O caso repercutiu entre os auditores do TCU. Em entrevista ao Metrópoles, o presidente da Federação das Entidades dos Servidores dos Tribunais de Contas do Brasil (Fenastc), Amauri Perusso, chamou de “inusitada” a postura dos ministros.

É uma conduta não apenas inapropriada, numa dinâmica de proteger quem está sendo julgado, mas é um produto do formato de como é feita a escolha dos atuais ocupantes do TCU, que reflete em situações assim. Temos denunciado constantemente esse conluios políticos para indicação de ministros profundamente associados a quem tem interesse nesses julgamentos"

Amauri Perusso, presidente da Fenastc

Segundo Perusso, o resultado do julgamento gera “constrangimento” para toda a sociedade. “Isso só demonstra que há ministros que se preocupam com quem está sendo julgado, e não com o que está sendo avaliado. Sem dúvida, merece um repúdio nacional, porque compromete uma instituição que deveria ser séria.”
 

Entenda o caso
Na gestão de Agaciel e Efraim, o Senado Federal decidiu interromper o contrato de serviços de informática com a empresa Spot Representações, para abrir nova concorrência. Foi escolhida, então, a Aval. Segundo auditoria do TCU, a nova vencedora cobrava R$ 1 milhão por mês, contra os R$ 334,4 mil praticados pela antecessora – portanto, com preços de referência bem mais altos que os antigos.

O processo ficou parado por pelo menos cinco anos nas gavetas do TCU, até a Procuradoria-Geral de Justiça (PGJ) acionar o tribunal pela letargia da tramitação. Pelos cálculos do órgão de controle, o prejuízo aos cofres públicos ultrapassou a casa dos R$ 14 milhões.

Pela irregularidade apontada na auditoria, o relator do processo sugeriu a aplicação de multa prevista de R$ 100 mil para Agaciel e de R$ 150 mil a Efraim e à Aval Empresa de Serviços Especializados.

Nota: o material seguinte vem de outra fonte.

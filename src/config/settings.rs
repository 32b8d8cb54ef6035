// Configuration structs

use serde::{Deserialize, Serialize};
use std::path::PathBuf;
use std::time::Duration;

use crate::crisis::HotlineRegion;

pub const DEFAULT_ENDPOINT: &str =
    "https://api-inference.huggingface.co/models/microsoft/DialoGPT-medium";

#[derive(Debug, Clone, Default, Serialize, Deserialize)]
#[serde(default)]
pub struct Settings {
    pub generation: GenerationSettings,
    pub crisis: CrisisSettings,
    pub server: ServerSettings,

    /// JSON pattern catalog to use instead of the built-in tables
    #[serde(skip_serializing_if = "Option::is_none")]
    pub catalog_path: Option<PathBuf>,
}

/// External generation client settings
#[derive(Debug, Clone, Serialize, Deserialize)]
#[serde(default)]
pub struct GenerationSettings {
    pub endpoint: String,

    /// Bearer token; absent means rule-based mode only
    #[serde(skip_serializing_if = "Option::is_none")]
    pub api_token: Option<String>,

    /// Per-attempt request timeout
    pub timeout_secs: u64,

    /// Total attempts per call (1 initial + retries)
    pub max_attempts: u32,

    /// Sleep before retrying after HTTP 503
    pub warmup_backoff_ms: u64,

    /// Sleep before retrying after a timeout
    pub timeout_backoff_ms: u64,

    /// Completions this short or shorter are rejected
    pub min_response_chars: usize,

    pub max_new_tokens: u32,
    pub temperature: f32,

    /// History messages embedded in the prompt (0 disables)
    pub context_turns: usize,
}

impl Default for GenerationSettings {
    fn default() -> Self {
        Self {
            endpoint: DEFAULT_ENDPOINT.to_string(),
            api_token: None,
            timeout_secs: 10,
            max_attempts: 3,
            warmup_backoff_ms: 2000,
            timeout_backoff_ms: 1000,
            min_response_chars: 10,
            max_new_tokens: 150,
            temperature: 0.7,
            context_turns: 0,
        }
    }
}

impl GenerationSettings {
    pub fn timeout(&self) -> Duration {
        Duration::from_secs(self.timeout_secs)
    }

    /// The credential, if one is configured and non-blank
    pub fn credential(&self) -> Option<&str> {
        self.api_token
            .as_deref()
            .map(str::trim)
            .filter(|token| !token.is_empty())
    }
}

#[derive(Debug, Clone, Default, Serialize, Deserialize)]
#[serde(default)]
pub struct CrisisSettings {
    pub region: HotlineRegion,
}

/// HTTP host settings
#[derive(Debug, Clone, Serialize, Deserialize)]
#[serde(default)]
pub struct ServerSettings {
    pub bind_address: String,
    pub max_sessions: usize,
    pub session_timeout_minutes: u64,
}

impl Default for ServerSettings {
    fn default() -> Self {
        Self {
            bind_address: "127.0.0.1:8000".to_string(),
            max_sessions: 100,
            session_timeout_minutes: 30,
        }
    }
}

#[cfg(test)]
mod tests {
    use super::*;

    #[test]
    fn test_blank_token_is_no_credential() {
        let mut settings = GenerationSettings::default();
        assert!(settings.credential().is_none());

        settings.api_token = Some("   ".to_string());
        assert!(settings.credential().is_none());

        settings.api_token = Some(" hf_abc ".to_string());
        assert_eq!(settings.credential(), Some("hf_abc"));
    }

    #[test]
    fn test_defaults() {
        let settings = Settings::default();
        assert_eq!(settings.generation.max_attempts, 3);
        assert_eq!(settings.generation.timeout(), Duration::from_secs(10));
        assert_eq!(settings.crisis.region, HotlineRegion::Us);
        assert_eq!(settings.server.bind_address, "127.0.0.1:8000");
    }
}
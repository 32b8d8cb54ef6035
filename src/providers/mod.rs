// External text generation
//
// The orchestrator talks to a generation backend only through the
// `TextGenerator` trait, so tests and hosts can inject fakes. The one real
// backend is the Hugging Face inference endpoint client.

use async_trait::async_trait;

pub mod huggingface;
pub mod prompt;
pub mod retry;
pub mod types;

pub use huggingface::HuggingFaceClient;
pub use prompt::{build_prompt, PERSONA_PREAMBLE};
pub use retry::{with_retry, RetryPolicy};
pub use types::{accept_completion, GeneratedText, GenerationParameters, GenerationRequest};

/// Trait for text generation backends
///
/// Implementations never fail: every failure resolves to `None`, meaning
/// "no usable generation", and the caller falls back to rule-based replies.
#[async_trait]
pub trait TextGenerator: Send + Sync {
    /// Generate a completion for the prompt, or `None` if nothing usable came back
    async fn generate(&self, prompt: &str) -> Option<String>;

    /// Backend name for logs (e.g., "huggingface")
    fn name(&self) -> &str;

    /// Whether the backend is configured to make calls at all
    fn is_enabled(&self) -> bool {
        true
    }
}
// Readline input handler with history and editing support

use anyhow::{Context, Result};
use rustyline::error::ReadlineError;
use rustyline::DefaultEditor;
use std::path::PathBuf;

pub struct InputHandler {
    editor: DefaultEditor,
    history_path: Option<PathBuf>,
}

impl InputHandler {
    /// Create new input handler; history lives in ~/.safespace/history.txt
    pub fn new() -> Result<Self> {
        let mut editor = DefaultEditor::new().context("Failed to initialize readline editor")?;

        let history_path = dirs::home_dir().map(|home| home.join(".safespace").join("history.txt"));

        if let Some(path) = history_path.as_ref().filter(|path| path.exists()) {
            let _ = editor.load_history(path);
        }

        Ok(Self {
            editor,
            history_path,
        })
    }

    /// Read a line of input with editing support
    ///
    /// Returns:
    /// - `Ok(Some(line))` - user entered text
    /// - `Ok(None)` - user pressed Ctrl+C or Ctrl+D
    /// - `Err(e)` - I/O or other error
    pub fn read_line(&mut self, prompt: &str) -> Result<Option<String>> {
        match self.editor.readline(prompt) {
            Ok(line) => {
                let line = line.trim().to_string();
                if !line.is_empty() {
                    self.editor
                        .add_history_entry(&line)
                        .context("Failed to add history entry")?;
                }
                Ok(Some(line))
            }
            Err(ReadlineError::Interrupted) | Err(ReadlineError::Eof) => Ok(None),
            Err(err) => Err(err).context("Failed to read input"),
        }
    }

    /// Save history to disk
    pub fn save_history(&mut self) -> Result<()> {
        let Some(path) = &self.history_path else {
            return Ok(());
        };

        if let Some(parent) = path.parent() {
            std::fs::create_dir_all(parent)
                .with_context(|| format!("Failed to create directory: {}", parent.display()))?;
        }

        self.editor
            .save_history(path)
            .with_context(|| format!("Failed to save history to {}", path.display()))?;

        Ok(())
    }
}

“Diante da evidente gravidade das infrações cometidas no caso concreto, entendo que o TCU deve inabilitar os aludidos responsáveis para o exercício de cargo em comissão e de função de confiança no âmbito da administração federal pelo período de 8 anos”, concluiu o ministro José Múcio. Ele disse que as contas deveriam ser consideradas irregulares, “condenando-os solidariamente ao pagamento dos débitos apurados”.

O que dizem os citados
O deputado distrital Agaciel Maia afirmou, por meio da assessoria de imprensa, que não houve ilegalidade na contratação da empresa. “O processo foi analisado e julgado pelo órgão competente. Não vou comentar uma decisão do colegiado. O processo foi instruído por mais de uma dezena de servidores de carreira do Senado. Não houve irregularidade”, disse.

O ex-senador Efraim Morais também foi procurado, mas não foi localizado pelo Metrópoles. Já a assessoria de imprensa do Tribunal de Contas da União foi acionada para se posicionar oficialmente sobre o episódio, mas não havia se manifestado até a última atualização desta reportagem.